What needs to be done: Match the string "Debug" against each line below, and copy every line that matches.

[Stored items]
####

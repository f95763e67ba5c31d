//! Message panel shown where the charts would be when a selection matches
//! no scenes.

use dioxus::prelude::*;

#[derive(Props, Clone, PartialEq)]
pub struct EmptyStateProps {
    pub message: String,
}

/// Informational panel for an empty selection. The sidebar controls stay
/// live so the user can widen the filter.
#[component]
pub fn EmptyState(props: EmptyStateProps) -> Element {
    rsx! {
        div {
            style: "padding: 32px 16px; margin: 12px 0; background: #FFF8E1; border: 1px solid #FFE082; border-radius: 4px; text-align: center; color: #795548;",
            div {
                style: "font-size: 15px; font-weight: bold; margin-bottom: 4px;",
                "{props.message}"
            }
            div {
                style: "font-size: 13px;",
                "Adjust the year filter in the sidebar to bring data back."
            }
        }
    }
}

####

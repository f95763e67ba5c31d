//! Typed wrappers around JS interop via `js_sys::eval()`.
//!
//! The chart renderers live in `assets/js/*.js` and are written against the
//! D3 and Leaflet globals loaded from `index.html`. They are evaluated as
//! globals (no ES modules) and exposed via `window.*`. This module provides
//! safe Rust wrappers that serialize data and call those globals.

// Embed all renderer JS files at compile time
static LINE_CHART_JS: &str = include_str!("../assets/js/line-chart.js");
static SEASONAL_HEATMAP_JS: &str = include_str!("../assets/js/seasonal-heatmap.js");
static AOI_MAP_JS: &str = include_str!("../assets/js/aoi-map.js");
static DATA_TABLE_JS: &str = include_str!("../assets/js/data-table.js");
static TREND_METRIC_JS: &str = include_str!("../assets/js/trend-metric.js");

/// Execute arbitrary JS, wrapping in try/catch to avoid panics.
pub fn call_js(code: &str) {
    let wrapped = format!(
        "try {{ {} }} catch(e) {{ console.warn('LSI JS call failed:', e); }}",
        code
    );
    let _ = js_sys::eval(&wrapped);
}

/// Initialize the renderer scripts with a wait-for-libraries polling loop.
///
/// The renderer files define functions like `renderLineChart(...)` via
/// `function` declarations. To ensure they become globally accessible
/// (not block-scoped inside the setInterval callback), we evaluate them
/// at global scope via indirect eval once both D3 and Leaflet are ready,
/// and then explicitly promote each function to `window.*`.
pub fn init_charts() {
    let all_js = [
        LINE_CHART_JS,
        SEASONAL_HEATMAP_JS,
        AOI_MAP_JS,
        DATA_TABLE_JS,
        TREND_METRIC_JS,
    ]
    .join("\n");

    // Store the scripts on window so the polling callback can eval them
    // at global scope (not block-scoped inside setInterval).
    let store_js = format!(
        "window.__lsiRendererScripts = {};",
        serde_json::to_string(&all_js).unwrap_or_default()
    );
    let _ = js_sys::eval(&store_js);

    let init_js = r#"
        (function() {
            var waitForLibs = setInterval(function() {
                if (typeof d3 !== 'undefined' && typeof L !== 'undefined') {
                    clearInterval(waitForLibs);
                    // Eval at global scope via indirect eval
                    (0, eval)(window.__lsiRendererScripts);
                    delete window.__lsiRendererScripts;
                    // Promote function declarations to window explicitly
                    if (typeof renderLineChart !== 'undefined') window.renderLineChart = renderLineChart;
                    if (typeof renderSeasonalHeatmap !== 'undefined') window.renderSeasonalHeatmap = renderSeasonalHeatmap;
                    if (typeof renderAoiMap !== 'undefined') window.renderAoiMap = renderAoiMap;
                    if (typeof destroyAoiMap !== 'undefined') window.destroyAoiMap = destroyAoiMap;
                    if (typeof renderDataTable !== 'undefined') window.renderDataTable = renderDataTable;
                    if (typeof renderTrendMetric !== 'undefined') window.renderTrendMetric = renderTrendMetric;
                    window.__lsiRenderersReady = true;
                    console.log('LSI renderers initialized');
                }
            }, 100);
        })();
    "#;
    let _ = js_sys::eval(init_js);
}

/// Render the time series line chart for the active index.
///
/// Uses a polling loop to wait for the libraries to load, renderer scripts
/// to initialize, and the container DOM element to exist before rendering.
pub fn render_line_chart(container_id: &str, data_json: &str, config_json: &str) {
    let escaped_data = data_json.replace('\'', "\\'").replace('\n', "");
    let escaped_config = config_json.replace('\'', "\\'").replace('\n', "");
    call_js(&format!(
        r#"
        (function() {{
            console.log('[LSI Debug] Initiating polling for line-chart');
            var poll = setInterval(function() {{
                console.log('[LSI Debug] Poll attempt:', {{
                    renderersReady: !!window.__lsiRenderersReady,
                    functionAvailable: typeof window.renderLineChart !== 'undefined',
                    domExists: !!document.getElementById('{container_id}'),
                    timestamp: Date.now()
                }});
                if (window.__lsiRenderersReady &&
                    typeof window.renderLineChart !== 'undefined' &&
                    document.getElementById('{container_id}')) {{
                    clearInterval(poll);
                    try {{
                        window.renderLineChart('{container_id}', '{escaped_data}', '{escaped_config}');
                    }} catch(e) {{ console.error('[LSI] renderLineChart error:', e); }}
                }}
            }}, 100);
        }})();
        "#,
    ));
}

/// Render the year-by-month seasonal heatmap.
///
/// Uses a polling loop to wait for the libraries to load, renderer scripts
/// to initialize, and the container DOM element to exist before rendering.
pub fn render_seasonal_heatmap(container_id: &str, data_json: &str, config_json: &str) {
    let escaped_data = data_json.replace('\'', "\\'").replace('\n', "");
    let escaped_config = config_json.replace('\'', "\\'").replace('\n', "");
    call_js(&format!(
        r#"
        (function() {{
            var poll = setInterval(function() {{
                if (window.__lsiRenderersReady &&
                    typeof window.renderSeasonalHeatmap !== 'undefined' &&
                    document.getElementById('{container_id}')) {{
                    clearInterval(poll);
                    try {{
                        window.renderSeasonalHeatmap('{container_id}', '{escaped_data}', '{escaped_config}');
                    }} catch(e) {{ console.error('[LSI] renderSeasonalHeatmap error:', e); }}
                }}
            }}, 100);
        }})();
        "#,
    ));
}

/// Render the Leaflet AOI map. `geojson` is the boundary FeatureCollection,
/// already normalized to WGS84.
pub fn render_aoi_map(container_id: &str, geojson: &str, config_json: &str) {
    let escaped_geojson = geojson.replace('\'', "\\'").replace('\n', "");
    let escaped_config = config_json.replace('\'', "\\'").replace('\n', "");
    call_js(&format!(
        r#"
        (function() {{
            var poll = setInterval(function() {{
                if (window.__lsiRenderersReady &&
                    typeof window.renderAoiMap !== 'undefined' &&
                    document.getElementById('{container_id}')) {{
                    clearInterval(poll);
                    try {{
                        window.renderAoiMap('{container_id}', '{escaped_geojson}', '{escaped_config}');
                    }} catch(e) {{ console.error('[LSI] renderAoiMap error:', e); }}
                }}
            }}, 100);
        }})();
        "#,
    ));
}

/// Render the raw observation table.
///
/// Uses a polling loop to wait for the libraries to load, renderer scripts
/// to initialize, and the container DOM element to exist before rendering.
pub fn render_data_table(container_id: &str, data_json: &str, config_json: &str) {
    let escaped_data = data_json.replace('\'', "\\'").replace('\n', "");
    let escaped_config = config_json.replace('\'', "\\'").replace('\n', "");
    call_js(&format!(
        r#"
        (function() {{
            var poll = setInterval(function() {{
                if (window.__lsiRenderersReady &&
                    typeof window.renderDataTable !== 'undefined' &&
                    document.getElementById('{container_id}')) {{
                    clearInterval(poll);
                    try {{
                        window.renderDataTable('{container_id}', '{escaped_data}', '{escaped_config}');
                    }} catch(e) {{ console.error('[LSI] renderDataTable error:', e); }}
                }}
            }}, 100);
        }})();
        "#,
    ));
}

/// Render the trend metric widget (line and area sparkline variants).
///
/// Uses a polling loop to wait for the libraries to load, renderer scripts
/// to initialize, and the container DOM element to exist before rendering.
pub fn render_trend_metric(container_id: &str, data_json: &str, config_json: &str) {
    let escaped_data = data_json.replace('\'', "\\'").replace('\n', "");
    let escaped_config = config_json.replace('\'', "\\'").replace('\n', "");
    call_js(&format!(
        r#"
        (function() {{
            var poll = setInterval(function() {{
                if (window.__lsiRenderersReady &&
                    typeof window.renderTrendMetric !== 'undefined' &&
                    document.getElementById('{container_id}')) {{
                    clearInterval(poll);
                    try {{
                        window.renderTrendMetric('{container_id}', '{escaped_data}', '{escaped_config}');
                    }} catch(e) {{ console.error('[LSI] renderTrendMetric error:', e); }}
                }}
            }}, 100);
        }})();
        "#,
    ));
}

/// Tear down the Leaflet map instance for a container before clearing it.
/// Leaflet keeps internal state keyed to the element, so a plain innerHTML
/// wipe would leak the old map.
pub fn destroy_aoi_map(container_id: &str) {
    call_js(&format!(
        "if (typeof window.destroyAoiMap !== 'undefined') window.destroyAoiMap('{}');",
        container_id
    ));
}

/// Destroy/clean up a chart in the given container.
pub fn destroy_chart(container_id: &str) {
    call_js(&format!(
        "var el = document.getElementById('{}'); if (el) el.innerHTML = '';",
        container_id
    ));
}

####

Response to the exercise:
            console.log('[LSI Debug] Initiating polling for line-chart');
                console.log('[LSI Debug] Poll attempt:', {{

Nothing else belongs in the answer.